I guess that I spent the time thinking, but I couldn't tell you what about.  There were some snatches of conscious thought that made it through the filter; thoughts about my family, my friends, sporting events.  I thought about being a kid a lot.  I remembered hanging out with my Dad while he was BBQ'ing, and putting my hands on the grill to lift myself up to see.  I don't remember being taken away by an ambulance for 2nd degree burns on my palms, but I imagine what it must have been like all the same.  I remember when we lived in Oceanside, just north of San Diego.  This was before my brother was born, and I would walk with my parents down the boardwalk, feeding french fries to the sea gulls and watching the crabs scuttle around the rock jetties.  I remember that we always finished these walks with a stop at the ice cream parlor, where I always chose the neon blue bubble gum flavor.  I probably still have traces of bubble gum in my stomach from those days.

One thing that I did not think about was any consideration or doubt about the choice that I made.  I had expected to feel excitement, freedom, and a sense of adventure.  I did not.  Failing that, I had expected to feel doubt and worry that I was throwing my life away, or making a stupid decision.  I didn't feel that way either.  I didn't feel much of anything really.  My everything was tied up in each individual footstep and each individual breath.  I rationed my water, but I knew that at some point, I might have to hitch a ride to the nearest town in order to restock.  I was in the type of place where you would come across signs saying "next fuel stop, 12,163 miles away," and I was pretty sure that I didn't have enough water to walk that far.  It was hot as hell out.  I had soaked a bandanna in water and wrapped it around my head, but within minutes it felt like jacuzzi water leaking down the back of my neck and the front of my shirt.  Sometimes, when I walked in the middle of the freeway for novelty's sake, my shoes would pull the melting asphalt along with it, and black tar covered the bottoms of my Reebok hi-tops. 
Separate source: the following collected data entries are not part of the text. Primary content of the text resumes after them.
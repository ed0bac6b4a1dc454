//! Relay events
//!
//! Events are adjacently tagged: `{"event": "<name>", "data": {...}}`.

use serde::{Deserialize, Serialize};
use serde_json::Value;

use crate::snapshot::{MatchId, StateSnapshot};

/// Events sent by clients (subscribers and the writer)
#[derive(Debug, Clone, PartialEq, Serialize, Deserialize)]
#[serde(tag = "event", content = "data", rename_all = "lowercase")]
pub enum ClientEvent {
    /// Become a member of a match room, leaving any previous room
    Join {
        #[serde(rename = "matchId")]
        match_id: MatchId,
    },

    /// Fan a snapshot out to the room's members
    ///
    /// The snapshot stays raw here so a bad payload can be rejected and
    /// logged by the server without losing the connection.
    Publish {
        #[serde(rename = "matchId")]
        match_id: MatchId,
        snapshot: Value,
    },

    /// Leave the current room
    Leave,
}

impl ClientEvent {
    /// Join event for `match_id`
    pub fn join(match_id: &MatchId) -> Self {
        ClientEvent::Join {
            match_id: match_id.clone(),
        }
    }

    /// Publish event carrying `snapshot`
    pub fn publish(match_id: &MatchId, snapshot: &StateSnapshot) -> Self {
        ClientEvent::Publish {
            match_id: match_id.clone(),
            snapshot: snapshot.value().clone(),
        }
    }
}

/// Events sent by the server
#[derive(Debug, Clone, PartialEq, Serialize, Deserialize)]
#[serde(tag = "event", content = "data", rename_all = "lowercase")]
pub enum ServerEvent {
    /// New state for the room the receiver belongs to
    Updated { snapshot: StateSnapshot },
}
As the sun started to slink behind the horizon that first night, I realized that I would have to decide on a sleeping situation.  Without a tent, my main concerns were snakes, scorpions, fire ants and spiders.  As I was limited in my ability to do anything about any of that, I benignly ignored the possibilities.  I left the comfort of the paved road and found a small outcropping of rocks a quarter mile off the shoulder.  I looked around carefully for ant holes or piles, and for smooth tracks where snakes may have slithered.  I didn't know how to look around for signs of scorpions, or even if there existed such a methodology.  To a novice eye like mine, everything looked as safe as I could be assured of, and I pulled out my sleeping bag from the backpack.  A foam pad would have been an awesome thing to bring, but it had somehow escaped my attention during the packing process.  I slipped inside the synthetic sleeping bag, freshly purchased from my local REI, and waited for the sun to go down.  I wasn't hungry.  I wasn't even thirsty, so I just watched the light slowly make its escape, dwindling until it was just a sliver of gold over the end of the earth, and then disappearing completely.

3 comments:

Venom said...

The image of the hot asphalt pulling up, stuck to the bottoms of your shoes, as you walked - I loved it.

Also, the thing about the jacuzzi water running down your neck and chest?
Wow, it was HOT in here, I mean, OUT THERE.

Bryan Schatz said...

Hey. Very nice. This is my favorite so far of this group. Are you planning on weaving more of your actual life with the whiskey character?
Where are you heading and why? (I assume that's not entirely know yet?)

Anonymous said...

LIKE. And ditto Bryan's questions. And why Reebok hi-tops, old man?